The pickSaaS blog takes a look at ten basic strategies to improve customer engagement. Several of these are pretty obvious and you should already be doing them but pretty much any SaaS business should find at least one thing to work on here. “Nothing is more engaging than contact in person – organize meetups, networking events and conferences to show your customers you’re approachable and let them take an active part in joining your mission.”

For some even more specific advice, including sample customer scripts, the Founder Institute has a guest post from NinjaOutreach on four approaches to take to increase customer engagement. “Retention is best achieved proactively as opposed to reactively, that is, don’t wait until the customer churns off to engage with them. We use our usage data to identify when a customer hasn’t used the software in a while as an opportunity to re-engage them.”

For some very modern approaches, the Appcues blog wrote about its ten best customer engagement strategies for 2018. It’s got some great ideas covering the gamut from support to product. “No matter what stage your company is in, you should have a well practiced process for customer development. Because no matter how large you get, there are always feature requests that need to be scoped and customer pain points that need to be addressed.”

Neil Patel, recognized as a top digital marketer, has a piece on the Crazy Egg blog on 27 different customer retention strategies that SaaS businesses should be using. “Existing customers are where the big spending happens.

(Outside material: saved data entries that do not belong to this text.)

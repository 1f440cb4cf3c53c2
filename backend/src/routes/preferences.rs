//! Dietary preferences routes

use crate::auth::AuthUser;
use crate::error::ApiResult;
use crate::services::PreferencesService;
use crate::state::AppState;
use axum::{extract::State, routing::get, Json, Router};
use healthymeal_shared::types::{UpdateUserPreferencesRequest, UserPreferencesResponse};

pub fn preferences_routes() -> Router<AppState> {
    Router::new().route("/", get(get_preferences).put(update_preferences))
}

/// GET /api/v1/preferences
async fn get_preferences(
    State(state): State<AppState>,
    auth: AuthUser,
) -> ApiResult<Json<UserPreferencesResponse>> {
    let preferences =
        PreferencesService::get(&auth.rest(&state), state.cache(), auth.user_id).await?;
    Ok(Json(preferences))
}

/// PUT /api/v1/preferences - Create or update the user's preferences
async fn update_preferences(
    State(state): State<AppState>,
    auth: AuthUser,
    Json(req): Json<UpdateUserPreferencesRequest>,
) -> ApiResult<Json<UserPreferencesResponse>> {
    let preferences =
        PreferencesService::update(&auth.rest(&state), state.cache(), auth.user_id, &req).await?;
    Ok(Json(preferences))
}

According to Groove, there’s a 5-20% chance of selling to a new prospect. What about your existing customers? You have a 60-70% chance of a successful sale.”

Finally, let’s take a look at engagement from the opposite direction. The Evergage blog has a look at the top five barriers to customer retention. “Acquisition costs, customer churn rates and the profitability of your organization depend on how well you can provide value to the relationship and tear down the barriers to SaaS customer engagement.”

About the author


Owen Linderholm, Senior Content Strategist

Owen Linderholm is Senior Content Strategist at WePay. He has previously held content and editorial roles at Yahoo, Microsoft, IDG and the BBC.